Adjusted for age, BMI, smoking, OC use, diabetes, study site, and age at menarche.
Excludes women who never gave birth.
Because of the race-parity interaction we observed, we show in Figure 1 forest plots for the association between parity (on the continuous scale) and endometrial cancer risk by race. Among black women, results from the individual studies vary, with the meta-OR=0.93 (95% CI: 0.86, 1.01) (Figure 1a). For white women, 10 of 11 studies show an inverse association with EC, with a meta-OR=0.83 (95% CI: 0.80, 0.87), suggesting that every birth reduces the risk of EC by 17% (Figure 1b).
Figure 1.
Forest plot of parity trend by race, a) black women, b) white women
Discussion
This pooled analysis offers the first estimates of risk associated with EC in black women for common risk factors. Overall, we found estimates to be of similar magnitude between black and white women; however, as described below, the prevalence of these risk factors vary by race in the US population.

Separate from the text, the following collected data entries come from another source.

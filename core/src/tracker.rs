//! In-memory time tracking for tasks.
//!
//! # Design
//! The backend's task table has no columns for timer state, so sessions are
//! tracked here, keyed by task id. Each task is a two-state machine: idle (no
//! active timer) and running. `start_timer` and `stop_timer` are the only
//! transitions and each fails, leaving state untouched, when called in the
//! wrong state.
//!
//! All task states sit behind one mutex so the check-then-set of a
//! transition is atomic. Log ids come from a single counter shared by every
//! task; it is bumped while the state lock is held, so each task's logs are
//! appended in increasing id order.
//!
//! Reads never write: `attach` and `time_logs` on an unknown task return the
//! zero value without storing it.

use std::collections::HashMap;
use std::sync::atomic::{AtomicU64, Ordering};
use std::sync::{Arc, Mutex, MutexGuard, PoisonError};

use chrono::{DateTime, NaiveDate, Utc};
use serde::{Deserialize, Serialize};
use tracing::{debug, warn};

use crate::clock::{Clock, SystemClock};
use crate::error::{SeedError, TimerError};
use crate::types::RecordId;

/// First id handed out to a time log.
pub const FIRST_LOG_ID: u64 = 100;

/// Tracking state of one task.
#[derive(Debug, Clone, Default, PartialEq, Eq, Serialize, Deserialize)]
#[serde(rename_all = "camelCase")]
pub struct TimeTrackingState {
    /// Milliseconds across all completed sessions.
    pub total_time: u64,
    pub active_timer: Option<ActiveTimer>,
    /// Completed sessions in stop order.
    pub time_logs: Vec<TimeLog>,
}

impl TimeTrackingState {
    pub fn is_running(&self) -> bool {
        self.active_timer.is_some()
    }

    /// Sum of the log durations, `None` on overflow.
    fn logged_total(&self) -> Option<u64> {
        self.time_logs
            .iter()
            .try_fold(0u64, |total, log| total.checked_add(log.duration))
    }
}

/// An in-progress session.
#[derive(Debug, Clone, PartialEq, Eq, Serialize, Deserialize)]
#[serde(rename_all = "camelCase")]
pub struct ActiveTimer {
    #[serde(alias = "Id")]
    pub task_id: RecordId,
    pub start_time: DateTime<Utc>,
}

/// One completed session. Never modified after it is appended.
#[derive(Debug, Clone, PartialEq, Eq, Serialize, Deserialize)]
#[serde(rename_all = "camelCase")]
pub struct TimeLog {
    #[serde(alias = "Id")]
    pub id: u64,
    pub start_time: DateTime<Utc>,
    pub end_time: DateTime<Utc>,
    /// `end_time - start_time` in milliseconds.
    pub duration: u64,
    /// Calendar date of `start_time`.
    pub date: NaiveDate,
}

/// Owner of every task's tracking state.
pub struct TimeTracker {
    states: Mutex<HashMap<RecordId, TimeTrackingState>>,
    next_log_id: AtomicU64,
    clock: Arc<dyn Clock>,
}

impl Default for TimeTracker {
    fn default() -> Self {
        Self::new()
    }
}

impl std::fmt::Debug for TimeTracker {
    fn fmt(&self, f: &mut std::fmt::Formatter<'_>) -> std::fmt::Result {
        f.debug_struct("TimeTracker")
            .field("states", &*self.lock())
            .field("next_log_id", &self.next_log_id.load(Ordering::SeqCst))
            .field("clock", &self.clock)
            .finish()
    }
}

impl TimeTracker {
    pub fn new() -> Self {
        Self::with_clock(Arc::new(SystemClock))
    }

    pub fn with_clock(clock: Arc<dyn Clock>) -> Self {
        Self {
            states: Mutex::new(HashMap::new()),
            next_log_id: AtomicU64::new(FIRST_LOG_ID),
            clock,
        }
    }

    // Every check precedes every write, so a poisoned lock still guards
    // consistent state.
    fn lock(&self) -> MutexGuard<'_, HashMap<RecordId, TimeTrackingState>> {
        self.states.lock().unwrap_or_else(PoisonError::into_inner)
    }

    /// Reset `task_id` to the zero state. Called once the backend has
    /// confirmed a new task; a reused id loses whatever it had before.
    pub fn initialize_state(&self, task_id: RecordId) {
        self.lock().insert(task_id, TimeTrackingState::default());
    }

    /// Copy of the task's state, or the zero state if it has none.
    pub fn attach(&self, task_id: RecordId) -> TimeTrackingState {
        self.lock().get(&task_id).cloned().unwrap_or_default()
    }

    pub fn start_timer(&self, task_id: RecordId) -> Result<ActiveTimer, TimerError> {
        let mut states = self.lock();
        if states.get(&task_id).is_some_and(TimeTrackingState::is_running) {
            return Err(TimerError::Conflict { task_id });
        }

        let timer = ActiveTimer {
            task_id,
            start_time: self.clock.now(),
        };
        states.entry(task_id).or_default().active_timer = Some(timer.clone());
        debug!(task_id, start_time = %timer.start_time, "timer started");
        Ok(timer)
    }

    pub fn stop_timer(&self, task_id: RecordId) -> Result<TimeLog, TimerError> {
        let mut states = self.lock();
        let Some(state) = states.get_mut(&task_id) else {
            return Err(TimerError::NotFound { task_id });
        };
        let Some(timer) = state.active_timer.take() else {
            return Err(TimerError::NotFound { task_id });
        };

        let end_time = self.clock.now();
        let duration = u64::try_from((end_time - timer.start_time).num_milliseconds()).unwrap_or(0);
        let log = TimeLog {
            id: self.next_log_id.fetch_add(1, Ordering::SeqCst),
            start_time: timer.start_time,
            end_time,
            duration,
            date: timer.start_time.date_naive(),
        };

        state.time_logs.push(log.clone());
        state.total_time += duration;
        debug!(task_id, log_id = log.id, duration, "timer stopped");
        Ok(log)
    }

    /// Completed sessions for the task, oldest first.
    pub fn time_logs(&self, task_id: RecordId) -> Vec<TimeLog> {
        self.lock()
            .get(&task_id)
            .map(|state| state.time_logs.clone())
            .unwrap_or_default()
    }

    /// Drop everything tracked for the task.
    pub fn discard(&self, task_id: RecordId) {
        if self.lock().remove(&task_id).is_some() {
            debug!(task_id, "tracking state discarded");
        }
    }

    /// Install previously recorded state, replacing whatever those tasks had.
    ///
    /// Each log's `duration` and `date` are recomputed from its timestamps,
    /// and `total_time` from the logs; seeded values that disagree are
    /// replaced. A log that ends before it starts, an active timer filed
    /// under another task, or a total or log id at the top of the `u64`
    /// range rejects the whole seed and leaves the tracker untouched. The
    /// log id counter moves past the highest seeded id.
    pub fn seed(
        &self,
        seeded: impl IntoIterator<Item = (RecordId, TimeTrackingState)>,
    ) -> Result<(), SeedError> {
        let seeded = seeded
            .into_iter()
            .map(|(task_id, state)| normalize_seed(task_id, state).map(|state| (task_id, state)))
            .collect::<Result<Vec<_>, _>>()?;
        let next_log_id = seeded
            .iter()
            .flat_map(|(_, state)| &state.time_logs)
            .map(|log| log.id)
            .max()
            .map(|log_id| log_id.checked_add(1).ok_or(SeedError::LogIdExhausted { log_id }))
            .transpose()?;

        let mut states = self.lock();
        if let Some(next_log_id) = next_log_id {
            self.next_log_id.fetch_max(next_log_id, Ordering::SeqCst);
        }
        states.extend(seeded);
        Ok(())
    }

    /// Seed from an array of task records, each optionally carrying a
    /// `timeTracking` object. Every other field is ignored.
    pub fn seed_from_json(&self, json: &str) -> Result<usize, SeedError> {
        let records: Vec<SeedRecord> = serde_json::from_str(json)?;
        let seeded: Vec<_> = records
            .into_iter()
            .filter_map(|record| record.time_tracking.map(|state| (record.id, state)))
            .collect();
        let count = seeded.len();
        self.seed(seeded)?;
        Ok(count)
    }
}

/// Bring one seeded state in line with the tracker's invariants.
fn normalize_seed(task_id: RecordId, mut state: TimeTrackingState) -> Result<TimeTrackingState, SeedError> {
    if let Some(timer) = &state.active_timer {
        if timer.task_id != task_id {
            return Err(SeedError::ForeignTimer {
                task_id,
                timer_task_id: timer.task_id,
            });
        }
    }

    for log in &mut state.time_logs {
        let duration = u64::try_from((log.end_time - log.start_time).num_milliseconds())
            .map_err(|_| SeedError::NegativeDuration { task_id, log_id: log.id })?;
        let date = log.start_time.date_naive();
        if log.duration != duration || log.date != date {
            warn!(
                task_id,
                log_id = log.id,
                seeded_duration = log.duration,
                duration,
                seeded_date = %log.date,
                %date,
                "seeded log disagrees with its timestamps"
            );
            log.duration = duration;
            log.date = date;
        }
    }

    let logged = state.logged_total().ok_or(SeedError::TotalOverflow { task_id })?;
    if state.total_time != logged {
        warn!(task_id, seeded = state.total_time, logged, "seeded total disagrees with logs");
        state.total_time = logged;
    }
    Ok(state)
}

#[derive(Deserialize)]
#[serde(rename_all = "camelCase")]
struct SeedRecord {
    #[serde(rename = "Id")]
    id: RecordId,
    time_tracking: Option<TimeTrackingState>,
}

Obesity is the strongest risk factor for EC among all women examined in this study. A potentially modifiable risk factor, obesity is linked with a number of cancers, but the strongest association is with EC. The previously reported relative risk of 1.6 per 5 kg/m2 incremental increase[18] is similar to the 3-fold increase among both black and white women we reported between women who were obese and those of normal weight. Overweight women are also at increased risk of EC, although the effect size is more modest. The racial disparity in obesity prevalence between black and white women has been widely reported.[19, 20] With a greater proportion of black women classified as obese, one would expect to see higher incidence of endometrial cancer among black women, as has been reported when the higher prevalence of hysterectomies is accounted for in the black population.[3]

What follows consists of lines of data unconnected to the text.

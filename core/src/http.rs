//! HTTP transport types for the host-does-IO pattern.
//!
//! # Design
//! Requests to the record backend and its responses are plain data. Services
//! build `HttpRequest` values and parse `HttpResponse` values; the host
//! executes the actual round trip with whatever HTTP stack it already has.

/// HTTP method for a request.
#[derive(Debug, Clone, Copy, PartialEq, Eq)]
pub enum HttpMethod {
    Get,
    Post,
    Put,
    Delete,
}

impl HttpMethod {
    pub fn as_str(&self) -> &'static str {
        match self {
            HttpMethod::Get => "GET",
            HttpMethod::Post => "POST",
            HttpMethod::Put => "PUT",
            HttpMethod::Delete => "DELETE",
        }
    }
}

impl std::fmt::Display for HttpMethod {
    fn fmt(&self, f: &mut std::fmt::Formatter<'_>) -> std::fmt::Result {
        f.write_str(self.as_str())
    }
}

/// An HTTP request described as plain data.
///
/// `path` is the absolute URL including any query string. Built by the
/// `build_*` methods of [`RecordClient`](crate::RecordClient) and the
/// services layered on it.
#[derive(Debug, Clone)]
pub struct HttpRequest {
    pub method: HttpMethod,
    pub path: String,
    pub headers: Vec<(String, String)>,
    pub body: Option<String>,
}

impl HttpRequest {
    /// Look up a header value by case-insensitive name.
    pub fn header(&self, name: &str) -> Option<&str> {
        self.headers
            .iter()
            .find(|(k, _)| k.eq_ignore_ascii_case(name))
            .map(|(_, v)| v.as_str())
    }
}

/// An HTTP response described as plain data.
///
/// Constructed by the host after executing an `HttpRequest`, then handed to
/// the matching `parse_*` method.
#[derive(Debug, Clone)]
pub struct HttpResponse {
    pub status: u16,
    pub headers: Vec<(String, String)>,
    pub body: String,
}

impl HttpResponse {
    /// A response with no headers, mostly useful to hosts and tests.
    pub fn new(status: u16, body: impl Into<String>) -> Self {
        Self {
            status,
            headers: Vec::new(),
            body: body.into(),
        }
    }
}

#[cfg(test)]
mod tests {
    use super::*;

    #[test]
    fn method_names_are_uppercase() {
        let names: Vec<_> = [HttpMethod::Get, HttpMethod::Post, HttpMethod::Put, HttpMethod::Delete]
            .iter()
            .map(HttpMethod::to_string)
            .collect();
        assert_eq!(names, ["GET", "POST", "PUT", "DELETE"]);
    }

    #[test]
    fn header_lookup_ignores_case() {
        let req = HttpRequest {
            method: HttpMethod::Get,
            path: "http://localhost/x".to_string(),
            headers: vec![("X-Project-Id".to_string(), "p1".to_string())],
            body: None,
        };
        assert_eq!(req.header("x-project-id"), Some("p1"));
        assert_eq!(req.header("x-public-key"), None);
    }
}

Similar to our findings, the association between type II diabetes and EC has been reported in various studies, including a meta-analysis of 16 studies, reporting an approximate 2-fold increase in risk, after adjustment for BMI.[21] Diabetes is under-diagnosed in the general population, with a higher level of under-diagnosis among blacks, so it is likely our findings are conservative.[22] Prevalence of type II diabetes continues to rise in the United States, and remains relatively higher among black women.[23]
Increasing parity has been shown to be associated with a reduction in EC risk in white women. [24, 25] We see a similar association among black women; however, the pattern of decreasing risk with increasing parity was somewhat less strong for blacks. There are various potential mechanisms that could explain why nulliparous women are at greater risk of EC compared to parous women. Hormones produced during pregnancy, particularly high levels of progesterone, may inhibit estrogen-driven proliferation of the endometrium, resulting in a reduction of endometrial cancer risk.[26] It is also possible that the reduction of risk is due to the mechanical shedding of precancerous cells during delivery or during postpartum involution of the uterus.[27, 28] Data suggest nulliparity is increasing in the United States, with 18% of women ages 40–44 childless in 2008, compared to 10% of women of the same age in 1974.[29] The prevalence of childlessness increased more rapidly among black women than among white women during this time period (30% increase among blacks compared to 11% in whites). Overall, 17% of black women and 20% of white women were childless (at ages 40–44) in 2008.[29]
Both black and white women who reported former or current cigarette smoking were at reduced risk of EC compared to never smoking women. This association has been fairly consistent in various populations. [30–32] The biological mechanisms linking smoking to endogenous sex hormones underlying this reduction in risk are unclear, but may be associated with a reduction in circulating estrogen.[33, 34] Cigarette smoking appears to increase circulating progesterone levels, and in vitro studies suggest it increases expression of progesterone receptors in endometrial stromal cells. [35, 36] Ever smoking women have also been shown to have lower ages at natural menopause compared to never smokers, and to be thinner.[37, 38] In 2011, 15.5% of adult black women and 18.8% of adult white women reported current smoking.[39] Prevalence of current smoking has been consistently lower among black women compared to white women.[40]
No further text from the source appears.